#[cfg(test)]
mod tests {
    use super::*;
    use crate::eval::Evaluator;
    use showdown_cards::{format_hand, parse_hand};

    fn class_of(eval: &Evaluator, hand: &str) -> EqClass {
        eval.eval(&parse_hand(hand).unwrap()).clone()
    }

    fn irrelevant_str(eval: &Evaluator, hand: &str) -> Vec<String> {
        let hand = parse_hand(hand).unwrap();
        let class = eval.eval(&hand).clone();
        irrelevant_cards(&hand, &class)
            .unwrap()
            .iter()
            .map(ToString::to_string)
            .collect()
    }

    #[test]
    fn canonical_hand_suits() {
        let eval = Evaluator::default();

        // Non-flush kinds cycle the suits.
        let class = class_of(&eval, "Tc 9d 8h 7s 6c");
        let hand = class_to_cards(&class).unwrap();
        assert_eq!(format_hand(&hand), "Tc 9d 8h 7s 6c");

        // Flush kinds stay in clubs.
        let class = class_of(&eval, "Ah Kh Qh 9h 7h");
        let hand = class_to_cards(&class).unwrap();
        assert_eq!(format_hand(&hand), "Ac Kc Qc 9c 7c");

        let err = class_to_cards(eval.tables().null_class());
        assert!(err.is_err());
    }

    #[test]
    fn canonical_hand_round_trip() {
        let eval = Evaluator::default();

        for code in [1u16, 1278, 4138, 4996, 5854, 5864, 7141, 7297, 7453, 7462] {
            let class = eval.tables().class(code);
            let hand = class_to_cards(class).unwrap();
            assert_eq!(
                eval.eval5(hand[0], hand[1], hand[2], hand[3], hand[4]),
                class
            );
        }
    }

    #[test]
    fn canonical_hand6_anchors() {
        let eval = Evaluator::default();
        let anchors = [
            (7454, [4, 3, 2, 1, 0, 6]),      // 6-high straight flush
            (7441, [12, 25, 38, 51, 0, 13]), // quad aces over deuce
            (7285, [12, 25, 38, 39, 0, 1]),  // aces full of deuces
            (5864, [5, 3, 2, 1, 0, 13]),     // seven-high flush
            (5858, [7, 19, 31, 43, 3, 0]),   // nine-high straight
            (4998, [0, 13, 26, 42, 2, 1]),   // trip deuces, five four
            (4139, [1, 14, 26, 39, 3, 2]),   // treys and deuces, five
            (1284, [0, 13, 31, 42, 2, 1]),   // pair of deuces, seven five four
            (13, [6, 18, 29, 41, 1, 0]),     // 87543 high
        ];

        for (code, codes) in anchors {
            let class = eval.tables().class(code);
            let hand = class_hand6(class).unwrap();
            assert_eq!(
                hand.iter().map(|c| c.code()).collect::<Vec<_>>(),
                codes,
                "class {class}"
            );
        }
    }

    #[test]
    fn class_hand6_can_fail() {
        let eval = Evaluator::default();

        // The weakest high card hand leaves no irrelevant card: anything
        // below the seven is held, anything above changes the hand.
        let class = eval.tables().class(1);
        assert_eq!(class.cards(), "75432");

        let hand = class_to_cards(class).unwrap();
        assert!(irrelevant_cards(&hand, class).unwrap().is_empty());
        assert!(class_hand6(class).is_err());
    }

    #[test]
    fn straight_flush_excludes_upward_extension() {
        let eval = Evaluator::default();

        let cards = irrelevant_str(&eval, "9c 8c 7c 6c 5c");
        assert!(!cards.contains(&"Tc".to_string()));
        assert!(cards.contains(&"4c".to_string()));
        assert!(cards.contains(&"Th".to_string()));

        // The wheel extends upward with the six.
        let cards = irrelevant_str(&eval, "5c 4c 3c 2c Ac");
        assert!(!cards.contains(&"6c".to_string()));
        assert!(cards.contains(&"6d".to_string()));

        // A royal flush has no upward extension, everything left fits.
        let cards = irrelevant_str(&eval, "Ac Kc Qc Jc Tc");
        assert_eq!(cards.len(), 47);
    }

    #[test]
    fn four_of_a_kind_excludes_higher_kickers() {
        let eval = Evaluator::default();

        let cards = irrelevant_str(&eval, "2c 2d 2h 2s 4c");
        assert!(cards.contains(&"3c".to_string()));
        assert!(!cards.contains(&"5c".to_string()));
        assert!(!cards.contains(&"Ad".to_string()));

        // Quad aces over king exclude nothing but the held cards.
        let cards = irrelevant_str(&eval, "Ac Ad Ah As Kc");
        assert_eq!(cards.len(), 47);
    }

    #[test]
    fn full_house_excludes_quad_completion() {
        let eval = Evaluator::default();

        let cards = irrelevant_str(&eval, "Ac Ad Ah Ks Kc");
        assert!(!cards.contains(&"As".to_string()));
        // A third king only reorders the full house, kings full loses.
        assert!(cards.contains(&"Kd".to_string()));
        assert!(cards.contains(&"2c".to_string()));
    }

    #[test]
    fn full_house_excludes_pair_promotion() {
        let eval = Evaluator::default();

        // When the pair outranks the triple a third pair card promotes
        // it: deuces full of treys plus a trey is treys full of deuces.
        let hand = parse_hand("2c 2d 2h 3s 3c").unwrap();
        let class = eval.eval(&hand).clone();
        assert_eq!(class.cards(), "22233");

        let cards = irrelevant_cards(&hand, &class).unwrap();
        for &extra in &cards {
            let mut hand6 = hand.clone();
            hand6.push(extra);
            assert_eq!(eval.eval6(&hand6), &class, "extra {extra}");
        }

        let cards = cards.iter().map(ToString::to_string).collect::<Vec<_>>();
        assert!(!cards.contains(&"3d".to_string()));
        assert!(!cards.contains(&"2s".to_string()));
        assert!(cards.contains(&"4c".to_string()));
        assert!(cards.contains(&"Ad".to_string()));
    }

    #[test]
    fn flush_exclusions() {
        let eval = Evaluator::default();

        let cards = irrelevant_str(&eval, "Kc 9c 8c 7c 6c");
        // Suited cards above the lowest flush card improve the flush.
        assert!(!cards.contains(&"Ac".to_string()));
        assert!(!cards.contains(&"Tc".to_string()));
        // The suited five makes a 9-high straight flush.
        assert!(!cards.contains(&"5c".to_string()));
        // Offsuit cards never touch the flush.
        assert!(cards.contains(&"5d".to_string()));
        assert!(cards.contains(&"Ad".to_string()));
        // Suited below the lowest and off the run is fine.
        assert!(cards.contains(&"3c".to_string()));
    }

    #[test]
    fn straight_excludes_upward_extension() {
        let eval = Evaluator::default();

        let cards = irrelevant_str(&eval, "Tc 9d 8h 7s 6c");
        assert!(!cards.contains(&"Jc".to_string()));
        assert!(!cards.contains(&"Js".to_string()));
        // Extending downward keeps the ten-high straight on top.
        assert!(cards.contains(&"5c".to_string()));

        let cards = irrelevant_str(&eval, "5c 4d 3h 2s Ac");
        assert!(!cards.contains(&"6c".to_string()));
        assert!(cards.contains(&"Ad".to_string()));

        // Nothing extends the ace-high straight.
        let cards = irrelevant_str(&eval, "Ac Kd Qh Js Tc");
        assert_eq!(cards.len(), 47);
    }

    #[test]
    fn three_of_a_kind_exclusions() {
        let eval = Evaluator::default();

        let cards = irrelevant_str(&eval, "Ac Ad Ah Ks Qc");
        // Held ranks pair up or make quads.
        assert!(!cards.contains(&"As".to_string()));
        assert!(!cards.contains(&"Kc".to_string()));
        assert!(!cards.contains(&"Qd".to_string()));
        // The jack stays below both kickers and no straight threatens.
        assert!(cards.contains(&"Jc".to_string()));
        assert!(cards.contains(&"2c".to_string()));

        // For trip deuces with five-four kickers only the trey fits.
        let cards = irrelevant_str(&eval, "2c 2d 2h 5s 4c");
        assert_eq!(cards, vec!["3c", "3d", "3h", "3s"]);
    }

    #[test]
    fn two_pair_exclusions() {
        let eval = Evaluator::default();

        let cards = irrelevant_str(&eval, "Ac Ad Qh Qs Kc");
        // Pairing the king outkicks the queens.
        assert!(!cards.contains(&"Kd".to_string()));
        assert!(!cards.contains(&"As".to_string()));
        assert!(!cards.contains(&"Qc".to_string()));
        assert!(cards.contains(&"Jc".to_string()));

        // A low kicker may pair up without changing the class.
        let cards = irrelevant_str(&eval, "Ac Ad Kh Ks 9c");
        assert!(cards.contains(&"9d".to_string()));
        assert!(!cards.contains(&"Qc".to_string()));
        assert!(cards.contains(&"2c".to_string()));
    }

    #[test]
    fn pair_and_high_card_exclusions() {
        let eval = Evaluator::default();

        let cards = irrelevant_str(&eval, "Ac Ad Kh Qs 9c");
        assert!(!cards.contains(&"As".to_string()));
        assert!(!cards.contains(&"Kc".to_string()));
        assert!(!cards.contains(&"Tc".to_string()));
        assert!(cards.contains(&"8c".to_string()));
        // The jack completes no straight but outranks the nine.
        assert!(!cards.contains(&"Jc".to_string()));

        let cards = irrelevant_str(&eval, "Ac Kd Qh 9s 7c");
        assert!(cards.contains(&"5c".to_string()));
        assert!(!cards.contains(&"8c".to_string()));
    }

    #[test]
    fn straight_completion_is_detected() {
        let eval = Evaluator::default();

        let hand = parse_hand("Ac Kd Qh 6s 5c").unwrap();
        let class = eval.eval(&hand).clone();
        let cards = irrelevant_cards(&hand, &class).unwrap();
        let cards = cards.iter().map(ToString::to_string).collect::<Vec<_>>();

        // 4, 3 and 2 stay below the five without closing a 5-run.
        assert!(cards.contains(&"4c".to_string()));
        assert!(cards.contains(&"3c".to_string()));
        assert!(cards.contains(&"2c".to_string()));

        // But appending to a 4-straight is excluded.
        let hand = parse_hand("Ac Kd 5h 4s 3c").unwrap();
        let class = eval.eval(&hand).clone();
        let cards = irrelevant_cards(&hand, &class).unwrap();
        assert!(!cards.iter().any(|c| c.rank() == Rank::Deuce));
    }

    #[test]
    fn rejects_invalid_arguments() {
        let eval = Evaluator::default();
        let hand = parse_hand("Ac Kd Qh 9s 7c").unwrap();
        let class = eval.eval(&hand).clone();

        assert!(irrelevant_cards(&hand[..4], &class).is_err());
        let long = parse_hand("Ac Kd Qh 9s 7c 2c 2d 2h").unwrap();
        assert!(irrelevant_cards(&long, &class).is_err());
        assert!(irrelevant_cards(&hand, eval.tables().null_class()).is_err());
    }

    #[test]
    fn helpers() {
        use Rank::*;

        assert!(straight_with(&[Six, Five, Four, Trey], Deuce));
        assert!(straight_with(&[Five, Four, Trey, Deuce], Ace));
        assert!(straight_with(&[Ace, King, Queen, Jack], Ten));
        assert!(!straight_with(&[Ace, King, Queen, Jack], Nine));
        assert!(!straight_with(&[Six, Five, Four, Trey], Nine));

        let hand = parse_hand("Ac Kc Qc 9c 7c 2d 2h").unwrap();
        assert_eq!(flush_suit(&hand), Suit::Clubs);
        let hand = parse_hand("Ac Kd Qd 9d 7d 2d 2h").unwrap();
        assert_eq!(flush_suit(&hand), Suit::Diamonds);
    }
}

--

> **Task objective**
In the data above, find the line with "assert!(!cards.iter().any(|c| c.rank() == Rank::Deuce));" and the line with "assert_eq!(flush_suit(&hand), Suit::Clubs);". Retype both, plus every line between them, exactly.

> **Answer section**
        assert!(!cards.iter().any(|c| c.rank() == Rank::Deuce));
    }

    #[test]
    fn rejects_invalid_arguments() {
        let eval = Evaluator::default();
        let hand = parse_hand("Ac Kd Qh 9s 7c").unwrap();
        let class = eval.eval(&hand).clone();

        assert!(irrelevant_cards(&hand[..4], &class).is_err());
        let long = parse_hand("Ac Kd Qh 9s 7c 2c 2d 2h").unwrap();
        assert!(irrelevant_cards(&long, &class).is_err());
        assert!(irrelevant_cards(&hand, eval.tables().null_class()).is_err());
    }

    #[test]
    fn helpers() {
        use Rank::*;

        assert!(straight_with(&[Six, Five, Four, Trey], Deuce));
        assert!(straight_with(&[Five, Four, Trey, Deuce], Ace));
        assert!(straight_with(&[Ace, King, Queen, Jack], Ten));
        assert!(!straight_with(&[Ace, King, Queen, Jack], Nine));
        assert!(!straight_with(&[Six, Five, Four, Trey], Nine));

        let hand = parse_hand("Ac Kc Qc 9c 7c 2d 2h").unwrap();
        assert_eq!(flush_suit(&hand), Suit::Clubs);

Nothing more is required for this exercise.